Composing after 9/11

On a beautiful summer morning in 1983 two Amtrak trains, one traveling northbound, the other south, were accidentally routed onto the same track just north of Penn Station. Shortly before 9am they collided on the Hell’s Gate bridge some 80 feet over the streets of Queens. I was sitting in my seat waiting for my… Read more »

Written By

Tom Myron

On a beautiful summer morning in 1983 two Amtrak trains, one traveling northbound, the other south, were accidentally routed onto the same track just north of Penn Station. Shortly before 9am they collided on the Hell’s Gate bridge some 80 feet over the streets of Queens. I was sitting in my seat waiting for my (to use Nicholson Baker’s charming phrase) now-wife to return from the dining car with some napkins when the impact occurred.

In the 10 or 12 minutes that it took Jessica and I to find each other the sky overhead filled with police and news helicopters and the surrounding rooftops began teeming with TV crews and photographers.

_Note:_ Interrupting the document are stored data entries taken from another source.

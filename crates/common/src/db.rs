use anyhow::{Context, Result};
use tokio_rusqlite::Connection;
use tracing::info;

/// Async wrapper around the agent's SQLite database.
///
/// Runs all SQLite operations on a dedicated background thread via
/// `tokio_rusqlite`, keeping the Tokio runtime cooperative. The agent is
/// single-threaded but other processes (admin sqlite3 sessions, deploy
/// checks) can hold the file lock, hence WAL + busy_timeout.
pub struct AgentDb {
    conn: Connection,
}

impl AgentDb {
    pub async fn open(path: &str) -> Result<Self> {
        // Ensure parent directory exists
        if let Some(parent) = std::path::Path::new(path).parent() {
            if !parent.exists() {
                std::fs::create_dir_all(parent).with_context(|| {
                    format!("failed to create DB directory: {}", parent.display())
                })?;
            }
        }

        let conn = Connection::open(path)
            .await
            .with_context(|| format!("failed to open agent DB: {path}"))?;

        conn.call(|conn| {
            conn.execute_batch(
                "PRAGMA journal_mode = WAL;
                 PRAGMA foreign_keys = ON;
                 PRAGMA busy_timeout = 5000;",
            )?;
            Ok::<_, rusqlite::Error>(())
        })
        .await
        .map_err(|e| anyhow::anyhow!("failed to set DB pragmas: {e}"))?;

        let db = Self { conn };
        db.run_migrations().await?;
        Ok(db)
    }

    /// Open an in-memory database (for tests).
    pub async fn open_memory() -> Result<Self> {
        let conn = Connection::open(":memory:")
            .await
            .context("failed to open in-memory DB")?;

        conn.call(|conn| {
            conn.execute_batch("PRAGMA foreign_keys = ON;")?;
            Ok::<_, rusqlite::Error>(())
        })
        .await
        .map_err(|e| anyhow::anyhow!("failed to set pragmas: {e}"))?;

        let db = Self { conn };
        db.run_migrations().await?;
        Ok(db)
    }

    /// Execute a closure on the database connection.
    /// The closure receives `&mut rusqlite::Connection`.
    pub async fn call<F, R>(&self, function: F) -> Result<R>
    where
        F: FnOnce(&mut rusqlite::Connection) -> Result<R, rusqlite::Error> + Send + 'static,
        R: Send + 'static,
    {
        self.conn
            .call(function)
            .await
            .map_err(|e| anyhow::anyhow!("DB call failed: {e}"))
    }

    async fn run_migrations(&self) -> Result<()> {
        self.conn
            .call(|conn| {
                run_migrations_sync(conn)?;
                Ok::<_, rusqlite::Error>(())
            })
            .await
            .map_err(|e| anyhow::anyhow!("failed to run agent DB migrations: {e}"))?;
        info!("agent DB migrations complete");
        Ok(())
    }
}

fn run_migrations_sync(conn: &mut rusqlite::Connection) -> Result<(), rusqlite::Error> {
    conn.execute_batch(
        "CREATE TABLE IF NOT EXISTS schema_version (
            version INTEGER NOT NULL
        );",
    )?;

    let current_version: i64 = conn
        .query_row(
            "SELECT COALESCE(MAX(version), 0) FROM schema_version",
            [],
            |row| row.get(0),
        )
        .unwrap_or(0);

    let migrations: Vec<(&str, &str)> = vec![("001", include_str!("../migrations/001_initial.sql"))];

    for (i, (_name, sql)) in migrations.iter().enumerate() {
        let version = (i + 1) as i64;
        if version > current_version {
            conn.execute_batch(sql)?;
            conn.execute(
                "INSERT INTO schema_version (version) VALUES (?1)",
                [version],
            )?;
        }
    }

    Ok(())
}

#[cfg(test)]
mod tests {
    use super::*;

    #[tokio::test]
    async fn test_open_memory_db_creates_tables() {
        let db = AgentDb::open_memory().await.unwrap();

        let tables: Vec<String> = db
            .call(|conn| {
                let mut stmt = conn
                    .prepare("SELECT name FROM sqlite_master WHERE type='table' ORDER BY name")?;
                let rows = stmt
                    .query_map([], |row| row.get(0))?
                    .collect::<Result<Vec<String>, _>>()?;
                Ok(rows)
            })
            .await
            .unwrap();

        assert!(tables.contains(&"watched_wallets".to_string()));
        assert!(tables.contains(&"replicated_trades".to_string()));
        assert!(tables.contains(&"processed_notifications".to_string()));
        assert!(tables.contains(&"agent_metrics".to_string()));
        assert!(tables.contains(&"intel_log".to_string()));
    }

    #[tokio::test]
    async fn test_migrations_idempotent() {
        let db = AgentDb::open_memory().await.unwrap();

        db.call(|conn| {
            run_migrations_sync(conn)?;
            Ok::<_, rusqlite::Error>(())
        })
        .await
        .unwrap();
    }

    #[tokio::test]
    async fn test_processed_notifications_insert_or_ignore() {
        let db = AgentDb::open_memory().await.unwrap();

        for _ in 0..2 {
            db.call(|conn| {
                conn.execute(
                    "INSERT OR IGNORE INTO processed_notifications (notification_id) VALUES ('0xabc')",
                    [],
                )?;
                Ok(())
            })
            .await
            .unwrap();
        }

        let count: i64 = db
            .call(|conn| {
                conn.query_row("SELECT COUNT(*) FROM processed_notifications", [], |row| {
                    row.get(0)
                })
            })
            .await
            .unwrap();
        assert_eq!(count, 1);
    }

    #[tokio::test]
    async fn test_watched_wallets_unique_address() {
        let db = AgentDb::open_memory().await.unwrap();

        db.call(|conn| {
            conn.execute(
                "INSERT INTO watched_wallets (address, label) VALUES ('0xwhale', 'whale_one')",
                [],
            )?;
            let dup = conn.execute(
                "INSERT OR IGNORE INTO watched_wallets (address, label) VALUES ('0xwhale', 'whale_two')",
                [],
            )?;
            assert_eq!(dup, 0);
            Ok(())
        })
        .await
        .unwrap();
    }

    #[tokio::test]
    async fn test_open_file_db() {
        let tmp = tempfile::TempDir::new().unwrap();
        let path = tmp.path().join("agent.db");
        let db = AgentDb::open(path.to_str().unwrap()).await.unwrap();

        let count: i64 = db
            .call(|conn| {
                conn.query_row("SELECT COUNT(*) FROM watched_wallets", [], |row| row.get(0))
            })
            .await
            .unwrap();
        assert_eq!(count, 0);
    }
}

What had happened was just starting to dawn on us when we witnessed a sight that I will remember as long as I live. Into the bright air on both sides of the wrecked trains massive fire-ladders began rising swiftly and silently. New York City Fire and Rescue personnel streamed off the ladders by the dozen, carrying back-boards, oxygen tanks, fire axes and jaws-of-life. While the most seriously injured passengers were treated at the scene the rest of us were escorted a hundred or so yards back to the bridge embankment. There we saw that still more FDNY personnel had brought in a truckload of lumber and BUILT A STAIRCASE through the trees and brush down to the street. One at a time, a fireman led each passenger down this improvised stairway. At street level we were taken to a machine shop that had been turned into a fully staffed field hospital.

I have wondered many times since September 11 how many of the men and women who touched our lives that day have been taken from us. And I have thought long and hard about those left behind, who will live always with the experience of incalculable loss. We owe all of them the very best of what we have to give because that is what they offer to us.

It is good, indeed necessary, for all of us as artists to be thoughtful about what we do and even, at times, to question our ‘relevance’. But we must never let that questioning lead us into silence. Because out in the big world there are women and men who do not for a split-second, in the face of the unimaginable, question the relevance of anyone. They embody the single most awesome dimension of a free society: a social contract that says when you are in the blink of an eye rendered helpless and injured there are people who will walk through fire to be at your side.

This is the opposite of terrorism.

What is an American composer? One who loves America.